Gemäß einer bevorzugten Ausführungsform umfasst die Solarzelle eine Schicht aus hydriertem amorphem Silizium, die aus einer Teilschicht aus hydriertem positiv dotiertem amorphem Silizium, einer Teilschicht aus hydriertem amorphem eigenleitendem Silizium und einer Teilschicht aus hydriertem amorphem negativ dotiertem Silizium besteht, wobei diese Schicht zwischen der Schicht aus einem leitfähigen durchsichtigen Oxid und der Schicht aus mikrokristallinem oder nanokristallinem hydriertem Silizium angeordnet ist, welche weniger als 2 × l019 Sauerstoffatome pro cm3 enthält.
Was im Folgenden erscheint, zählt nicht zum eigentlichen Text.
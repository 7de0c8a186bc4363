//! Contract Test: GET / と GET /:name

use axum::{
    body::{to_bytes, Body},
    http::{header, Request, StatusCode},
    Router,
};
use consul_hosts::cache::{ResultCache, ServiceWatch};
use consul_hosts::catalog::FetchOptions;
use consul_hosts::{api, AppState};
use consul_hosts_common::config::CatalogEndpoint;
use serde_json::json;
use tower::ServiceExt;

async fn build_app(services: &[&str]) -> (Router, ResultCache) {
    let catalog = CatalogEndpoint {
        host: "127.0.0.1".to_string(),
        port: 8500,
        tls: false,
    };
    let cache = ResultCache::new();
    for name in services {
        cache
            .insert(ServiceWatch::new(
                *name,
                FetchOptions::for_service(&catalog, name),
            ))
            .await;
    }
    (api::create_router(AppState::new(cache.clone())), cache)
}

async fn get(app: Router, uri: &str) -> (StatusCode, axum::http::HeaderMap, String) {
    let response = app
        .oneshot(Request::builder().uri(uri).body(Body::empty()).unwrap())
        .await
        .unwrap();
    let status = response.status();
    let headers = response.headers().clone();
    let body = to_bytes(response.into_body(), usize::MAX).await.unwrap();
    (status, headers, String::from_utf8(body.to_vec()).unwrap())
}

#[tokio::test]
async fn root_returns_usage() {
    let (app, _cache) = build_app(&[]).await;

    let (status, headers, body) = get(app, "/").await;

    assert_eq!(status, StatusCode::OK);
    assert_eq!(headers[header::CONTENT_TYPE], "text/plain; charset=utf-8");
    assert!(body.starts_with("/            Print this help\r\n"));
    assert!(body.contains("/:name"));
}

#[tokio::test]
async fn root_ignores_cache_state() {
    let (app, cache) = build_app(&["web"]).await;
    cache
        .apply("web", &json!([{"Node": "n1", "Address": "10.0.0.1", "ServicePort": 8080}]))
        .await
        .unwrap();

    let (status, _, body) = get(app, "/").await;

    assert_eq!(status, StatusCode::OK);
    assert!(!body.contains("10.0.0.1"));
}

#[tokio::test]
async fn unknown_service_is_404_with_empty_body() {
    let (app, _cache) = build_app(&["web"]).await;

    let (status, headers, body) = get(app, "/unknown-service").await;

    assert_eq!(status, StatusCode::NOT_FOUND);
    assert!(body.is_empty());
    assert_eq!(headers[header::SERVER], "Consul-Check");
}

#[tokio::test]
async fn known_service_before_first_fetch_is_empty_200() {
    let (app, _cache) = build_app(&["web"]).await;

    let (status, _, body) = get(app, "/web").await;

    assert_eq!(status, StatusCode::OK);
    assert!(body.is_empty());
}

#[tokio::test]
async fn known_service_after_fetch_serves_snapshot() {
    let (app, cache) = build_app(&["web"]).await;
    cache
        .apply("web", &json!([{"Node": "n1", "Address": "10.0.0.1", "ServicePort": 8080}]))
        .await
        .unwrap();

    let (status, headers, body) = get(app, "/web").await;

    assert_eq!(status, StatusCode::OK);
    assert_eq!(body, "n1:10.0.0.1:8080\n");
    assert_eq!(headers[header::CONTENT_TYPE], "text/plain; charset=utf-8");
    assert_eq!(headers[header::CACHE_CONTROL], "no-cache");
}

#[tokio::test]
async fn failed_fetch_keeps_serving_stale_snapshot() {
    let (app, cache) = build_app(&["web"]).await;
    cache
        .apply("web", &json!([{"Node": "n1", "Address": "10.0.0.1", "ServicePort": 8080}]))
        .await
        .unwrap();
    assert!(cache
        .apply("web", &json!([{"Node": "n2", "Address": "10.0.0.2"}]))
        .await
        .is_err());

    let (status, _, body) = get(app, "/web").await;

    assert_eq!(status, StatusCode::OK);
    assert_eq!(body, "n1:10.0.0.1:8080\n");
}

#[tokio::test]
async fn malformed_paths_are_404_not_500() {
    for uri in ["/web/extra", "/web/", "/%FF", "/%E3%81"] {
        let (app, _cache) = build_app(&["web"]).await;

        let (status, _, body) = get(app, uri).await;

        assert_eq!(status, StatusCode::NOT_FOUND, "uri {}", uri);
        assert!(body.is_empty(), "uri {}", uri);
    }
}

async fn send(app: Router, method: &str, uri: &str) -> (StatusCode, String) {
    let response = app
        .oneshot(
            Request::builder()
                .method(method)
                .uri(uri)
                .body(Body::empty())
                .unwrap(),
        )
        .await
        .unwrap();
    let status = response.status();
    let body = to_bytes(response.into_body(), usize::MAX).await.unwrap();
    (status, String::from_utf8(body.to_vec()).unwrap())
}

#[tokio::test]
async fn method_is_ignored_for_unknown_service() {
    for method in ["POST", "PUT", "DELETE", "PATCH"] {
        let (app, _cache) = build_app(&["web"]).await;

        let (status, body) = send(app, method, "/nope").await;

        assert_eq!(status, StatusCode::NOT_FOUND, "method {}", method);
        assert!(body.is_empty(), "method {}", method);
    }
}

#[tokio::test]
async fn method_is_ignored_for_known_service_and_root() {
    let (app, cache) = build_app(&["web"]).await;
    cache
        .apply("web", &json!([{"Node": "n1", "Address": "10.0.0.1", "ServicePort": 8080}]))
        .await
        .unwrap();

    let (status, body) = send(app.clone(), "PUT", "/web").await;
    assert_eq!(status, StatusCode::OK);
    assert_eq!(body, "n1:10.0.0.1:8080\n");

    let (status, _) = send(app.clone(), "POST", "/").await;
    assert_eq!(status, StatusCode::OK);

    let (status, body) = send(app, "DELETE", "/web/extra").await;
    assert_eq!(status, StatusCode::NOT_FOUND);
    assert!(body.is_empty());
}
Gemäß einer weiteren vorteilhaften Ausführungsform umfasst die Solarzelle zwei Schichten aus hydriertem amorphem Silizium, die jeweils aus einer Teilschicht aus hydriertem positiv dotiertem amorphem Silizium, einer Teilschicht aus hydriertem eigenleitendem amorphem Silizium und einer Teilschicht aus hydriertem amorphen negativ dotiertem Silizium bestehen, wobei diese beiden Schichten aus hydriertem amorphem Silizium zwischen der Schicht aus einem leitfähigen durchsichtigen Oxid und der Schicht aus mikrokristallinem oder nanokristallinem hydriertem Silizium angeordnet sind, welche weniger als 2 × 1019 Sauerstoffatome pro cm3 enthält.

Gemäß einer vorteilhaften Ausführungsform umfasst die Solarzelle außerdem eine hintere reflektierende Schicht.
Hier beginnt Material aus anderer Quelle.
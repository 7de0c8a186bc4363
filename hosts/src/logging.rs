//! ロギング初期化
//!
//! `RUST_LOG` が設定されていればそれを優先し、なければ `--log-level` の値を使う。

use consul_hosts_common::error::CommonError;
use tracing_subscriber::{layer::SubscriberExt, util::SubscriberInitExt, EnvFilter};

/// グローバルなtracingサブスクライバーを設定
pub fn init(level: &str) -> Result<(), CommonError> {
    let filter = match EnvFilter::try_from_default_env() {
        Ok(filter) => filter,
        Err(_) => EnvFilter::try_new(level)
            .map_err(|e| CommonError::Config(format!("Invalid log level {}: {}", level, e)))?,
    };

    tracing_subscriber::registry()
        .with(filter)
        .with(tracing_subscriber::fmt::layer())
        .try_init()
        .map_err(|e| CommonError::Config(format!("Failed to initialize logging: {}", e)))
}
//! カタログポーリング
//!
//! サービスごとに独立したタイマーでカタログを定期取得する。
//! 初回取得は起動時にばらつかせ、カタログへの同時アクセスを避ける。

pub mod scheduler;

pub use scheduler::{initial_delay, poll_once, PollScheduler, WatchHandle, WatchPhase};
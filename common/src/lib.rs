//! consul-hosts 共通ライブラリ
//!
//! 設定、エラー型、カタログ応答の型定義

#![warn(missing_docs)]

/// 設定管理（設定ファイル読み込み）
pub mod config;

/// エラー型定義
pub mod error;

/// カタログ応答の型定義
pub mod types;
Gemäß noch einer weiteren Ausführungsvariante umfasst die Solarzelle mindestens zwei Schichten aus hydriertem Silizium, die jeweils aus einer Teilschicht aus hydriertem positiv dotiertem Silizium, einer Teilschicht aus hydriertem eigenleitendem Silizium und einer Teilschicht aus hydriertem negativ dotiertem Silizium bestehen, wobei alle positiv dotierten Teilschichten untereinander über mindestens einen positiven Seitenkanal verbunden sind, und alle negativ dotierten Teilschichten untereinander über mindestens einen negativen Seitenkanal verbunden sind, wobei jeder positive Seitenkanal nahe von und parallel zu einem der negativen Seitenkanäle angeordnet ist, und diese Seitenkanäle durch einen metallischen Kanal voneinander getrennt sind und die Schichten aus hydriertem Silizium aus mikrokristallinem oder nanokristallinem Silizium bestehen, wobei die Teilschichten aus hydriertem eigenleitendem mikrokristallinem oder nanokristallinem Silizium weniger als 2 × 1019 Sauerstoffatome pro cm3 enthalten.
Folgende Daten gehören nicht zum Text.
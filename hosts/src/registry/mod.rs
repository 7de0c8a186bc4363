//! 監視対象サービスのレジストリ
//!
//! 設定の明示リスト、またはカタログからの全サービス検出（`"all"`）で
//! 監視対象を確定する。検出は一度だけ行い、未確定状態には戻らない。

use crate::catalog::{CatalogClient, FetchOptions};
use consul_hosts_common::config::{CatalogEndpoint, ServiceSelection, DISCOVER_ALL};
use consul_hosts_common::error::{CommonError, HostsError, HostsResult};
use consul_hosts_common::types::parse_service_directory;
use std::time::Duration;
use tracing::{info, warn};

/// サービス数がこれを超えるとばらつき幅を広げる
const WIDEN_THRESHOLD: f64 = 2.0;

/// ばらつき幅の増分
const WIDEN_STEP: Duration = Duration::from_millis(1000);

/// 監視対象サービスの集合
#[derive(Debug, Clone, PartialEq, Eq)]
pub enum ServiceRegistry {
    /// 設定で明示されたサービス
    Static(Vec<String>),
    /// カタログからの検出待ち
    Unresolved,
    /// カタログから検出したサービス
    Discovered(Vec<String>),
}

impl ServiceRegistry {
    /// 設定のサービス指定からレジストリを作成
    ///
    /// `"all"` 以外のキーワードは設定エラー。
    pub fn from_selection(selection: &ServiceSelection) -> HostsResult<Self> {
        match selection {
            ServiceSelection::Named(names) => {
                let mut unique: Vec<String> = Vec::with_capacity(names.len());
                for name in names {
                    if unique.contains(name) {
                        warn!(service = %name, "Duplicate service in config, ignoring");
                        continue;
                    }
                    unique.push(name.clone());
                }
                Ok(ServiceRegistry::Static(unique))
            }
            ServiceSelection::Keyword(keyword) if keyword == DISCOVER_ALL => {
                Ok(ServiceRegistry::Unresolved)
            }
            ServiceSelection::Keyword(keyword) => Err(CommonError::Config(format!(
                "Cannot deal with services \"{}\".",
                keyword
            ))
            .into()),
        }
    }

    /// 監視対象を確定して返す
    ///
    /// 検出待ちの場合はカタログのサービス一覧を一度だけ取得する。
    /// 取得失敗や一覧がオブジェクトでない場合は起動を継続できない。
    pub async fn resolve(
        &mut self,
        client: &dyn CatalogClient,
        catalog: &CatalogEndpoint,
    ) -> HostsResult<&[String]> {
        if let ServiceRegistry::Unresolved = self {
            let options = FetchOptions::for_directory(catalog);
            let body = client
                .fetch(&options)
                .await
                .map_err(|e| HostsError::Discovery(e.to_string()))?;
            let names = parse_service_directory(&body).ok_or_else(|| {
                HostsError::Discovery("service listing was not an object".to_string())
            })?;

            if names.is_empty() {
                warn!("Catalog reported no services");
            }
            info!(count = names.len(), "Discovered services from catalog");
            *self = ServiceRegistry::Discovered(names);
        }

        Ok(self.names())
    }

    /// 確定済みのサービス名（検出待ちの間は空）
    pub fn names(&self) -> &[String] {
        match self {
            ServiceRegistry::Static(names) | ServiceRegistry::Discovered(names) => names,
            ServiceRegistry::Unresolved => &[],
        }
    }

    /// スケジューラーが使うばらつき幅
    ///
    /// 検出したサービスについてのみ件数に応じて広げる。
    pub fn stagger_window(&self, base: Duration) -> Duration {
        match self {
            ServiceRegistry::Discovered(names) => widen_stagger(base, names.len()),
            _ => base,
        }
    }
}

/// サービス数に応じてばらつき幅を広げる
///
/// 件数を半分にしながら、2を超えている間だけ増分を加える。上限はない。
pub fn widen_stagger(base: Duration, count: usize) -> Duration {
    let mut window = base;
    let mut k = count as f64;
    while k > WIDEN_THRESHOLD {
        window += WIDEN_STEP;
        k /= 2.0;
    }
    window
}

#[cfg(test)]
mod tests {
    use super::*;
    use async_trait::async_trait;
    use serde_json::{json, Value};
    use std::sync::Mutex;

    struct DirectoryCatalog {
        response: HostsResult<Value>,
        requested: Mutex<Vec<String>>,
    }

    impl DirectoryCatalog {
        fn new(response: HostsResult<Value>) -> Self {
            Self {
                response,
                requested: Mutex::new(Vec::new()),
            }
        }

        fn requests(&self) -> Vec<String> {
            self.requested.lock().unwrap().clone()
        }
    }

    #[async_trait]
    impl CatalogClient for DirectoryCatalog {
        async fn fetch(&self, options: &FetchOptions) -> HostsResult<Value> {
            self.requested.lock().unwrap().push(options.path.clone());
            match &self.response {
                Ok(value) => Ok(value.clone()),
                Err(e) => Err(HostsError::Http(e.to_string())),
            }
        }
    }

    fn catalog() -> CatalogEndpoint {
        CatalogEndpoint {
            host: "127.0.0.1".to_string(),
            port: 8500,
            tls: false,
        }
    }

    fn named(names: &[&str]) -> ServiceSelection {
        ServiceSelection::Named(names.iter().map(|s| s.to_string()).collect())
    }

    #[tokio::test]
    async fn test_static_list_is_returned_unchanged() {
        let client = DirectoryCatalog::new(Ok(json!({})));
        let mut registry = ServiceRegistry::from_selection(&named(&["web", "db"])).unwrap();

        let names = registry.resolve(&client, &catalog()).await.unwrap().to_vec();

        assert_eq!(names, vec!["web", "db"]);
        assert!(client.requests().is_empty());
    }

    #[test]
    fn test_static_list_drops_duplicates() {
        let registry = ServiceRegistry::from_selection(&named(&["web", "db", "web"])).unwrap();
        assert_eq!(registry.names(), ["web", "db"]);
    }

    #[test]
    fn test_unknown_keyword_is_config_error() {
        let result = ServiceRegistry::from_selection(&ServiceSelection::Keyword("some".into()));

        let err = result.unwrap_err();
        assert!(matches!(err, HostsError::Common(CommonError::Config(_))));
        assert!(err.is_fatal());
    }

    #[tokio::test]
    async fn test_discovery_resolves_once() {
        let client = DirectoryCatalog::new(Ok(json!({
            "web": ["primary"],
            "db": [],
            "consul": []
        })));
        let mut registry =
            ServiceRegistry::from_selection(&ServiceSelection::Keyword("all".into())).unwrap();
        assert_eq!(registry, ServiceRegistry::Unresolved);

        let names = registry.resolve(&client, &catalog()).await.unwrap().to_vec();
        assert_eq!(names, vec!["consul", "db", "web"]);

        // 二回目はカタログへ問い合わせない
        registry.resolve(&client, &catalog()).await.unwrap();
        assert_eq!(client.requests(), vec!["/v1/catalog/services"]);
        assert!(matches!(registry, ServiceRegistry::Discovered(_)));
    }

    #[tokio::test]
    async fn test_discovery_transport_failure_is_fatal() {
        let client = DirectoryCatalog::new(Err(HostsError::Http("connection refused".into())));
        let mut registry = ServiceRegistry::Unresolved;

        let err = registry.resolve(&client, &catalog()).await.unwrap_err();

        assert!(matches!(err, HostsError::Discovery(_)));
        assert!(err.is_fatal());
        assert_eq!(registry, ServiceRegistry::Unresolved);
    }

    #[tokio::test]
    async fn test_discovery_rejects_non_object_listing() {
        let client = DirectoryCatalog::new(Ok(json!(["web", "db"])));
        let mut registry = ServiceRegistry::Unresolved;

        let err = registry.resolve(&client, &catalog()).await.unwrap_err();
        assert!(matches!(err, HostsError::Discovery(_)));
    }

    #[test]
    fn test_widen_stagger_small_sets_unchanged() {
        let base = Duration::from_millis(2000);
        assert_eq!(widen_stagger(base, 0), base);
        assert_eq!(widen_stagger(base, 1), base);
        assert_eq!(widen_stagger(base, 2), base);
    }

    #[test]
    fn test_widen_stagger_steps() {
        let base = Duration::from_millis(2000);
        assert_eq!(widen_stagger(base, 3), Duration::from_millis(3000));
        assert_eq!(widen_stagger(base, 4), Duration::from_millis(3000));
        assert_eq!(widen_stagger(base, 5), Duration::from_millis(4000));
        assert_eq!(widen_stagger(base, 100), Duration::from_millis(8000));
    }

    #[test]
    fn test_widen_stagger_grows_with_count() {
        let base = Duration::from_millis(500);
        let mut previous = widen_stagger(base, 3);
        assert!(previous > base);

        for count in 4..2048 {
            let window = widen_stagger(base, count);
            assert!(window > base, "count {} did not widen", count);
            assert!(window >= previous, "count {} shrank the window", count);
            previous = window;
        }
    }

    #[test]
    fn test_stagger_window_only_widens_discovered_sets() {
        let base = Duration::from_millis(2000);
        let names: Vec<String> = (0..10).map(|i| format!("svc-{}", i)).collect();

        assert_eq!(ServiceRegistry::Static(names.clone()).stagger_window(base), base);
        assert!(ServiceRegistry::Discovered(names).stagger_window(base) > base);
    }
}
In all diesen Ausführungsformen kann das Substrat entweder durchsichtig und an der Seite der Schicht aus einem leitfähigen durchsichtigen Oxid angeordnet sein, oder es kann an der der Schicht aus einem leitfähigen durchsichtigen Oxid gegenüberliegenden Seite angeordnet sein.

Die vorliegende Erfindung wird mit Bezug auf verschiedene nicht einschränkende Ausführungsformen sowie auf die angefügten Zeichnungen besser verständlich, in denen:

1 die Abscheidevorrichtung zum Verwirklichen des Herstellungsverfahrens gemäß der vorliegenden Erfindung zeigt, und

die 2 bis 6 vier Ausführungsformen der Solarzellen gemäß der vorliegenden Erfindung zeigen.

Unter Bezugnahme auf 1 umfasst die Vorrichtung 10 einen Plasmareaktor 11, der aus einer Beschichtungskammer 12 besteht, welche eine erste Elektrode 13, die beispielsweise mit einem elektrischen Hochfrequengenerator 15 verbunden ist, und eine zweite Elektrode 14 enthält, die mit Masse verbunden ist. Die Elektroden sind einander gegenüber angeordnet. Die zweite Elektrode 14 umfasst einen Träger 16 zur Befestigung eines Substrats 17, welcher beispielsweise aus einer Glasscheibe geringer Dicke besteht. Die beiden Elektroden bilden zusammen mit dem Substrat einen kapazitives Element, welches die Erzeugung eines Plasmas ermöglicht, indem zwischen den Elektroden elektrische Entladungen hoher Frequenz erfolgen, wenn sich ein Gas in der Beschichtungskammer 12 befindet.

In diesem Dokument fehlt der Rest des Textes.